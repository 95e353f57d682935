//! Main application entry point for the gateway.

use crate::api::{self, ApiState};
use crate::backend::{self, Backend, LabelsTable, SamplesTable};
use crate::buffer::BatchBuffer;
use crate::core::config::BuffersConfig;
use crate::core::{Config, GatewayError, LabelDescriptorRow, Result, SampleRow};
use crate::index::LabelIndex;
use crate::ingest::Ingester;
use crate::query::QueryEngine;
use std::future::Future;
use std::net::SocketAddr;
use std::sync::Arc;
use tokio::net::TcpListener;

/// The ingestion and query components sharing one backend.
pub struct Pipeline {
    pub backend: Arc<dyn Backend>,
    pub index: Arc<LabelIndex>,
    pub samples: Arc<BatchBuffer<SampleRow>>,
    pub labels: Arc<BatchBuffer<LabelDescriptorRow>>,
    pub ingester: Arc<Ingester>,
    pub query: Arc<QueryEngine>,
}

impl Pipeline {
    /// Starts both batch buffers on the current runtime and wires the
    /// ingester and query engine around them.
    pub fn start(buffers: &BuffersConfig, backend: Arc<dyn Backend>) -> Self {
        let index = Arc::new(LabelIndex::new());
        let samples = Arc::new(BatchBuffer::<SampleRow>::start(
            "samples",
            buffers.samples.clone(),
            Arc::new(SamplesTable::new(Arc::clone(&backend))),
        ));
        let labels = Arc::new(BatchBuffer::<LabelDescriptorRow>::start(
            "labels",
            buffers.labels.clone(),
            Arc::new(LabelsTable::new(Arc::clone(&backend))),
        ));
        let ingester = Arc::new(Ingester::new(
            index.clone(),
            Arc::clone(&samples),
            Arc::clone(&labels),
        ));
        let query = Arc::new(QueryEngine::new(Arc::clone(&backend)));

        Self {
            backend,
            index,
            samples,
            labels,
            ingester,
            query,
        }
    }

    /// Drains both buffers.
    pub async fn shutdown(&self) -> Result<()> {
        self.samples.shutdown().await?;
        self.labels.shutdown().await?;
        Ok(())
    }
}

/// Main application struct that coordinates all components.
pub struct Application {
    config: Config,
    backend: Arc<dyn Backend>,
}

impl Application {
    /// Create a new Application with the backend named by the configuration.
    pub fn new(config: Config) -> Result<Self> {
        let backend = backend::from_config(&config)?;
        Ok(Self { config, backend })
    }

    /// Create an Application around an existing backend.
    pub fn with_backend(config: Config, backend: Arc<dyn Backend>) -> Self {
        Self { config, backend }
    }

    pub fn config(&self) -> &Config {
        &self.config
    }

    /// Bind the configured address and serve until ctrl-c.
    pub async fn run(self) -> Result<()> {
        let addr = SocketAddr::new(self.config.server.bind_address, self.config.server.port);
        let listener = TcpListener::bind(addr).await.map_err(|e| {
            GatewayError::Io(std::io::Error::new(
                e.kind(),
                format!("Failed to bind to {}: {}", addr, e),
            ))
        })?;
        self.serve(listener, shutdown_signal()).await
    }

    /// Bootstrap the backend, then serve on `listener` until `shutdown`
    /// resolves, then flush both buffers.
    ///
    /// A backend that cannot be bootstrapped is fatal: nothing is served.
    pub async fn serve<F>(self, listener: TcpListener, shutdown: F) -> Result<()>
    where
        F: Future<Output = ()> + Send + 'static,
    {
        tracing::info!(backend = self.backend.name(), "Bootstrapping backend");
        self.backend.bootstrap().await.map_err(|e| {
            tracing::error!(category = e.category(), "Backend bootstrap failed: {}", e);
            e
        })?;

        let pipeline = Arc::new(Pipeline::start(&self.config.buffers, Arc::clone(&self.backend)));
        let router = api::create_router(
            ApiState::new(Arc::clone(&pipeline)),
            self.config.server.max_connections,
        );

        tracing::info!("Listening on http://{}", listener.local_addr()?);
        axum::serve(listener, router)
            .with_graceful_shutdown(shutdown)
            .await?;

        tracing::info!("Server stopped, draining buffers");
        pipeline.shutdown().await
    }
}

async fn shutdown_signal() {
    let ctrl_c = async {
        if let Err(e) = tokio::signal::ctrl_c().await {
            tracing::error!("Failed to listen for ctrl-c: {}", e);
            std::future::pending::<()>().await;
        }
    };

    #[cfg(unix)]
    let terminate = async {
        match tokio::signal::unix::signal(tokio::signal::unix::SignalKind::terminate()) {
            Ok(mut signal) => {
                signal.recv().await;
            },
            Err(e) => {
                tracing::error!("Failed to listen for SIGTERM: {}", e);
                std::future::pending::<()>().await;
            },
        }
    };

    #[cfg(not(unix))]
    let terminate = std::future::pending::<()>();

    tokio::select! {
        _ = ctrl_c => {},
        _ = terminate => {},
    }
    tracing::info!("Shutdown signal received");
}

————

__Your task__
Top to bottom, transcribe every line above exactly.

__Exercise answer__
repository 95e353f57d682935
//! Main application entry point for the gateway.

use crate::api::{self, ApiState};
use crate::backend::{self, Backend, LabelsTable, SamplesTable};
use crate::buffer::BatchBuffer;
use crate::core::config::BuffersConfig;
use crate::core::{Config, GatewayError, LabelDescriptorRow, Result, SampleRow};
use crate::index::LabelIndex;
use crate::ingest::Ingester;
use crate::query::QueryEngine;
use std::future::Future;
use std::net::SocketAddr;
use std::sync::Arc;
use tokio::net::TcpListener;

/// The ingestion and query components sharing one backend.
pub struct Pipeline {
    pub backend: Arc<dyn Backend>,
    pub index: Arc<LabelIndex>,
    pub samples: Arc<BatchBuffer<SampleRow>>,
    pub labels: Arc<BatchBuffer<LabelDescriptorRow>>,
    pub ingester: Arc<Ingester>,
    pub query: Arc<QueryEngine>,
}

impl Pipeline {
    /// Starts both batch buffers on the current runtime and wires the
    /// ingester and query engine around them.
    pub fn start(buffers: &BuffersConfig, backend: Arc<dyn Backend>) -> Self {
        let index = Arc::new(LabelIndex::new());
        let samples = Arc::new(BatchBuffer::<SampleRow>::start(
            "samples",
            buffers.samples.clone(),
            Arc::new(SamplesTable::new(Arc::clone(&backend))),
        ));
        let labels = Arc::new(BatchBuffer::<LabelDescriptorRow>::start(
            "labels",
            buffers.labels.clone(),
            Arc::new(LabelsTable::new(Arc::clone(&backend))),
        ));
        let ingester = Arc::new(Ingester::new(
            index.clone(),
            Arc::clone(&samples),
            Arc::clone(&labels),
        ));
        let query = Arc::new(QueryEngine::new(Arc::clone(&backend)));

        Self {
            backend,
            index,
            samples,
            labels,
            ingester,
            query,
        }
    }

    /// Drains both buffers.
    pub async fn shutdown(&self) -> Result<()> {
        self.samples.shutdown().await?;
        self.labels.shutdown().await?;
        Ok(())
    }
}

/// Main application struct that coordinates all components.
pub struct Application {
    config: Config,
    backend: Arc<dyn Backend>,
}

impl Application {
    /// Create a new Application with the backend named by the configuration.
    pub fn new(config: Config) -> Result<Self> {
        let backend = backend::from_config(&config)?;
        Ok(Self { config, backend })
    }

    /// Create an Application around an existing backend.
    pub fn with_backend(config: Config, backend: Arc<dyn Backend>) -> Self {
        Self { config, backend }
    }

    pub fn config(&self) -> &Config {
        &self.config
    }

    /// Bind the configured address and serve until ctrl-c.
    pub async fn run(self) -> Result<()> {
        let addr = SocketAddr::new(self.config.server.bind_address, self.config.server.port);
        let listener = TcpListener::bind(addr).await.map_err(|e| {
            GatewayError::Io(std::io::Error::new(
                e.kind(),
                format!("Failed to bind to {}: {}", addr, e),
            ))
        })?;
        self.serve(listener, shutdown_signal()).await
    }

    /// Bootstrap the backend, then serve on `listener` until `shutdown`
    /// resolves, then flush both buffers.
    ///
    /// A backend that cannot be bootstrapped is fatal: nothing is served.
    pub async fn serve<F>(self, listener: TcpListener, shutdown: F) -> Result<()>
    where
        F: Future<Output = ()> + Send + 'static,
    {
        tracing::info!(backend = self.backend.name(), "Bootstrapping backend");
        self.backend.bootstrap().await.map_err(|e| {
            tracing::error!(category = e.category(), "Backend bootstrap failed: {}", e);
            e
        })?;

        let pipeline = Arc::new(Pipeline::start(&self.config.buffers, Arc::clone(&self.backend)));
        let router = api::create_router(
            ApiState::new(Arc::clone(&pipeline)),
            self.config.server.max_connections,
        );

        tracing::info!("Listening on http://{}", listener.local_addr()?);
        axum::serve(listener, router)
            .with_graceful_shutdown(shutdown)
            .await?;

        tracing::info!("Server stopped, draining buffers");
        pipeline.shutdown().await
    }
}

async fn shutdown_signal() {
    let ctrl_c = async {
        if let Err(e) = tokio::signal::ctrl_c().await {
            tracing::error!("Failed to listen for ctrl-c: {}", e);
            std::future::pending::<()>().await;
        }
    };

    #[cfg(unix)]
    let terminate = async {
        match tokio::signal::unix::signal(tokio::signal::unix::SignalKind::terminate()) {
            Ok(mut signal) => {
                signal.recv().await;
            },
            Err(e) => {
                tracing::error!("Failed to listen for SIGTERM: {}", e);
                std::future::pending::<()>().await;
            },
        }
    };

    #[cfg(not(unix))]
    let terminate = std::future::pending::<()>();

    tokio::select! {
        _ = ctrl_c => {},
        _ = terminate => {},
    }
    tracing::info!("Shutdown signal received");
}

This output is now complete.